Records to process
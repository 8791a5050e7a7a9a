//! L4 Atomic Layer: Time calculation utilities for frame-driven animations
//!
//! Provides pure functions for calculating animation progress and interpolation.
//! Time is passed in explicitly as elapsed frame time so animations advance
//! only on the shared ticker.

use std::time::Duration;

/// Calculate animation progress (0.0 to 1.0) from elapsed time and duration
///
/// # Arguments
/// * `elapsed` - Time since the animation started
/// * `duration` - Total animation duration
///
/// # Returns
/// Progress value clamped to [0.0, 1.0]
#[inline]
pub fn progress(elapsed: Duration, duration: Duration) -> f64 {
    if duration.is_zero() {
        return 1.0;
    }
    let ratio = elapsed.as_secs_f64() / duration.as_secs_f64();
    ratio.clamp(0.0, 1.0)
}

/// Check if animation is complete
#[inline]
pub fn is_complete(elapsed: Duration, duration: Duration) -> bool {
    elapsed >= duration
}

/// Linear interpolation between two values
///
/// # Arguments
/// * `from` - Start value
/// * `to` - End value
/// * `t` - Interpolation factor [0.0, 1.0]
///
/// # Returns
/// Interpolated value
#[inline]
pub fn lerp(from: f64, to: f64, t: f64) -> f64 {
    from + (to - from) * t
}

/// Per-frame lerp factor rescaled to an arbitrary frame duration.
///
/// `factor` is defined against a 60fps frame; a longer `dt` compounds it so
/// the settle time does not depend on the tick rate.
#[inline]
pub fn frame_factor(factor: f64, dt: Duration) -> f64 {
    let factor = factor.clamp(0.0, 1.0);
    let frames = dt.as_secs_f64() * 60.0;
    1.0 - (1.0 - factor).powf(frames)
}

#[cfg(test)]
mod tests {
    use super::*;

    #[test]
    fn test_lerp() {
        assert!((lerp(0.0, 100.0, 0.0) - 0.0).abs() < 0.001);
        assert!((lerp(0.0, 100.0, 0.5) - 50.0).abs() < 0.001);
        assert!((lerp(0.0, 100.0, 1.0) - 100.0).abs() < 0.001);
    }

    #[test]
    fn test_progress_zero_duration() {
        assert!((progress(Duration::ZERO, Duration::ZERO) - 1.0).abs() < 0.001);
    }

    #[test]
    fn test_progress_clamped() {
        let d = Duration::from_millis(100);
        assert!((progress(Duration::from_millis(50), d) - 0.5).abs() < 0.001);
        assert!((progress(Duration::from_millis(500), d) - 1.0).abs() < 0.001);
        assert!(is_complete(Duration::from_millis(100), d));
    }

    #[test]
    fn test_frame_factor_matches_at_60fps() {
        let one_frame = Duration::from_secs_f64(1.0 / 60.0);
        assert!((frame_factor(0.1, one_frame) - 0.1).abs() < 1e-6);
        // Two frames' worth compounds
        let two = frame_factor(0.1, one_frame * 2);
        assert!((two - 0.19).abs() < 1e-6);
    }
}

What is required
The records need to be set down again without a single difference.

Reply to the task
repository 8791a5050e7a7a9a
//! L4 Atomic Layer: Time calculation utilities for frame-driven animations
//!
//! Provides pure functions for calculating animation progress and interpolation.
//! Time is passed in explicitly as elapsed frame time so animations advance
//! only on the shared ticker.

use std::time::Duration;

/// Calculate animation progress (0.0 to 1.0) from elapsed time and duration
///
/// # Arguments
/// * `elapsed` - Time since the animation started
/// * `duration` - Total animation duration
///
/// # Returns
/// Progress value clamped to [0.0, 1.0]
#[inline]
pub fn progress(elapsed: Duration, duration: Duration) -> f64 {
    if duration.is_zero() {
        return 1.0;
    }
    let ratio = elapsed.as_secs_f64() / duration.as_secs_f64();
    ratio.clamp(0.0, 1.0)
}

/// Check if animation is complete
#[inline]
pub fn is_complete(elapsed: Duration, duration: Duration) -> bool {
    elapsed >= duration
}

/// Linear interpolation between two values
///
/// # Arguments
/// * `from` - Start value
/// * `to` - End value
/// * `t` - Interpolation factor [0.0, 1.0]
///
/// # Returns
/// Interpolated value
#[inline]
pub fn lerp(from: f64, to: f64, t: f64) -> f64 {
    from + (to - from) * t
}

/// Per-frame lerp factor rescaled to an arbitrary frame duration.
///
/// `factor` is defined against a 60fps frame; a longer `dt` compounds it so
/// the settle time does not depend on the tick rate.
#[inline]
pub fn frame_factor(factor: f64, dt: Duration) -> f64 {
    let factor = factor.clamp(0.0, 1.0);
    let frames = dt.as_secs_f64() * 60.0;
    1.0 - (1.0 - factor).powf(frames)
}

#[cfg(test)]
mod tests {
    use super::*;

    #[test]
    fn test_lerp() {
        assert!((lerp(0.0, 100.0, 0.0) - 0.0).abs() < 0.001);
        assert!((lerp(0.0, 100.0, 0.5) - 50.0).abs() < 0.001);
        assert!((lerp(0.0, 100.0, 1.0) - 100.0).abs() < 0.001);
    }

    #[test]
    fn test_progress_zero_duration() {
        assert!((progress(Duration::ZERO, Duration::ZERO) - 1.0).abs() < 0.001);
    }

    #[test]
    fn test_progress_clamped() {
        let d = Duration::from_millis(100);
        assert!((progress(Duration::from_millis(50), d) - 0.5).abs() < 0.001);
        assert!((progress(Duration::from_millis(500), d) - 1.0).abs() < 0.001);
        assert!(is_complete(Duration::from_millis(100), d));
    }

    #[test]
    fn test_frame_factor_matches_at_60fps() {
        let one_frame = Duration::from_secs_f64(1.0 / 60.0);
        assert!((frame_factor(0.1, one_frame) - 0.1).abs() < 1e-6);
        // Two frames' worth compounds
        let two = frame_factor(0.1, one_frame * 2);
        assert!((two - 0.19).abs() < 1e-6);
    }
}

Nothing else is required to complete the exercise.